----- Data to process -----

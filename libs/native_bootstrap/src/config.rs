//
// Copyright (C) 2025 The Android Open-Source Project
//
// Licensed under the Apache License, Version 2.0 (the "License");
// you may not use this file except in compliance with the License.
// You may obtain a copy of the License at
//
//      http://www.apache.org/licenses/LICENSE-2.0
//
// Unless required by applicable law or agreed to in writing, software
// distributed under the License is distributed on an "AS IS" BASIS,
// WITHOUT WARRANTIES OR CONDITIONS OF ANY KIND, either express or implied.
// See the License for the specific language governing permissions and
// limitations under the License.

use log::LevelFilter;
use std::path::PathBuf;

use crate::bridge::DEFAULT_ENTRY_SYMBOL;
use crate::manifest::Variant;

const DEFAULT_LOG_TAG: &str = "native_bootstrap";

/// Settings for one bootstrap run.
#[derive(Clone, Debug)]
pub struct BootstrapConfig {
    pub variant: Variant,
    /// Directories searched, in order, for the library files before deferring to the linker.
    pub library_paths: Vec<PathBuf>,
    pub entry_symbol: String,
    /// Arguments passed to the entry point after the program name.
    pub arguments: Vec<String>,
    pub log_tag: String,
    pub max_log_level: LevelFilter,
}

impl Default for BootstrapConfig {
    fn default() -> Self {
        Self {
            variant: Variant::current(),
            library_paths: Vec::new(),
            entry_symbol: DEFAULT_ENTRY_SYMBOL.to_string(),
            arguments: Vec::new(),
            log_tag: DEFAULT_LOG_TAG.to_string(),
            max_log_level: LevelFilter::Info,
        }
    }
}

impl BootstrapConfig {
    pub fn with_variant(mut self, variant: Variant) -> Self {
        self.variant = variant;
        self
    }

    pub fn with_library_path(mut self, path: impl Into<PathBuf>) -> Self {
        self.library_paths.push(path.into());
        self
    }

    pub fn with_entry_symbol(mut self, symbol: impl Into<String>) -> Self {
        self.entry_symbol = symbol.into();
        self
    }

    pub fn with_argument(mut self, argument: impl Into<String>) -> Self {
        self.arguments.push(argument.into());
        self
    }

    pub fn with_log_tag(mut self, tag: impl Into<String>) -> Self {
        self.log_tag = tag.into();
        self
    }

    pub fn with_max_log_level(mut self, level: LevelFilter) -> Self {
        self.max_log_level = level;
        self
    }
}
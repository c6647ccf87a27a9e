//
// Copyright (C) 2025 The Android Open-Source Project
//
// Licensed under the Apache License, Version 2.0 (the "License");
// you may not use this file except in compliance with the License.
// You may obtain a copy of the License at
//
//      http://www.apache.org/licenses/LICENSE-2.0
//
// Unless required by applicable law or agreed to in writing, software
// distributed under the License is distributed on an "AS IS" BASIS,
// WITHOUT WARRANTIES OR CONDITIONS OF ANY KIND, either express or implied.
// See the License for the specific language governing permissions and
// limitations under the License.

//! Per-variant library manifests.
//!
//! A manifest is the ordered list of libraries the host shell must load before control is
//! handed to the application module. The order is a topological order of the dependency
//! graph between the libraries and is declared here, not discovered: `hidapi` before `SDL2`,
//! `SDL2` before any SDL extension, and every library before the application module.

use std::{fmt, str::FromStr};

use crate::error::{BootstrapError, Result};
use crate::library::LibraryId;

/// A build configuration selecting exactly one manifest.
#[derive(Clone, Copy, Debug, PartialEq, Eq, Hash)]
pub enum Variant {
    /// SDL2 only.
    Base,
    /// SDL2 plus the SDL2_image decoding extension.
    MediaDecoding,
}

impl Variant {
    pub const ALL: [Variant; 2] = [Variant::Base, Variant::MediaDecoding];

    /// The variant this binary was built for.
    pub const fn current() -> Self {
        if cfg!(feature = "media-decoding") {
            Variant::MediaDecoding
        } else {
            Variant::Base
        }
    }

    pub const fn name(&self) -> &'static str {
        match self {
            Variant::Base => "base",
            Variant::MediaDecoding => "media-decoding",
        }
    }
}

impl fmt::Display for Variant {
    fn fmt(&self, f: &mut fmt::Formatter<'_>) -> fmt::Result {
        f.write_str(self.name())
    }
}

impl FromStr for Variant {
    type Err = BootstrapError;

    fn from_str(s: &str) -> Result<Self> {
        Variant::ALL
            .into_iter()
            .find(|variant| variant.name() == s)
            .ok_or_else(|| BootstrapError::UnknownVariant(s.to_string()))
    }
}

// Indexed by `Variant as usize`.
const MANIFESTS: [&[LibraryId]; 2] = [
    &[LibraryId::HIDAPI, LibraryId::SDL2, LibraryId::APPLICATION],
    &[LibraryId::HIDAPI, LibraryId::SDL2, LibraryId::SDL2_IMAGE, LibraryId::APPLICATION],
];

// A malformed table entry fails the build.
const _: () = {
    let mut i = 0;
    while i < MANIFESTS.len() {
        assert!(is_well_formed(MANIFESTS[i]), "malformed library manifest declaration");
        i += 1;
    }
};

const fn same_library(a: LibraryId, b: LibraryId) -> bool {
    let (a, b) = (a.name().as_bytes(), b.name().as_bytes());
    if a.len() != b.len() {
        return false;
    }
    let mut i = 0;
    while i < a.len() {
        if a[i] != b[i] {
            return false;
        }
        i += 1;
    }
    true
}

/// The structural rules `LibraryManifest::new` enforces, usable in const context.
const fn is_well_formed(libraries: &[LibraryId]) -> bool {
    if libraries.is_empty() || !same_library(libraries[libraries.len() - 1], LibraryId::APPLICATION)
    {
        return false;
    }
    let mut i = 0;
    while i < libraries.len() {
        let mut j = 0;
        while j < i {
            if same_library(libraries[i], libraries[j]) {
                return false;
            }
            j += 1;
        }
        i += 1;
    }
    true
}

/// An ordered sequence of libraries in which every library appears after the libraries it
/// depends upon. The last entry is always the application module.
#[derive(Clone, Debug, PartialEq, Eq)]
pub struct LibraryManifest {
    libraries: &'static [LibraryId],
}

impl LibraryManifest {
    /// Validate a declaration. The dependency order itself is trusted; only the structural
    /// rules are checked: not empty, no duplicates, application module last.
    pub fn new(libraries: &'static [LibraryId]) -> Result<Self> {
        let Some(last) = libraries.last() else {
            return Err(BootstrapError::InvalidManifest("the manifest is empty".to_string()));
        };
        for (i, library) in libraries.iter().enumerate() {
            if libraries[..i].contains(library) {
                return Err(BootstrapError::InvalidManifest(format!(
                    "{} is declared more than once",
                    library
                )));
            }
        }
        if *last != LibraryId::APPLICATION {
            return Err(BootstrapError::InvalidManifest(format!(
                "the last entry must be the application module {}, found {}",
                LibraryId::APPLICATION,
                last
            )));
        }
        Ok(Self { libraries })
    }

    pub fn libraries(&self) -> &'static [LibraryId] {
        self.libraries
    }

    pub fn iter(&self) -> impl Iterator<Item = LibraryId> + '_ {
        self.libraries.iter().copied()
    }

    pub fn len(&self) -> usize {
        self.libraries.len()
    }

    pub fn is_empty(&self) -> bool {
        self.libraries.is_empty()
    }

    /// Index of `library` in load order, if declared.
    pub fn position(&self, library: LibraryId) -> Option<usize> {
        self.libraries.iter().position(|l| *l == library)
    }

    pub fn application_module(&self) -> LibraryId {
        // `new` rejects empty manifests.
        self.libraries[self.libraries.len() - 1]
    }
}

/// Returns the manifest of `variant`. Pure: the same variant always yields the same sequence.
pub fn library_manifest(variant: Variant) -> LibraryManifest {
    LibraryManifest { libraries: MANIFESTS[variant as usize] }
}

-----

| Task directions |
Every line in the records that holds the word "after" should be copied into the answer.

| Task solution |
    /// Arguments passed to the entry point after the program name.
/// An ordered sequence of libraries in which every library appears after the libraries it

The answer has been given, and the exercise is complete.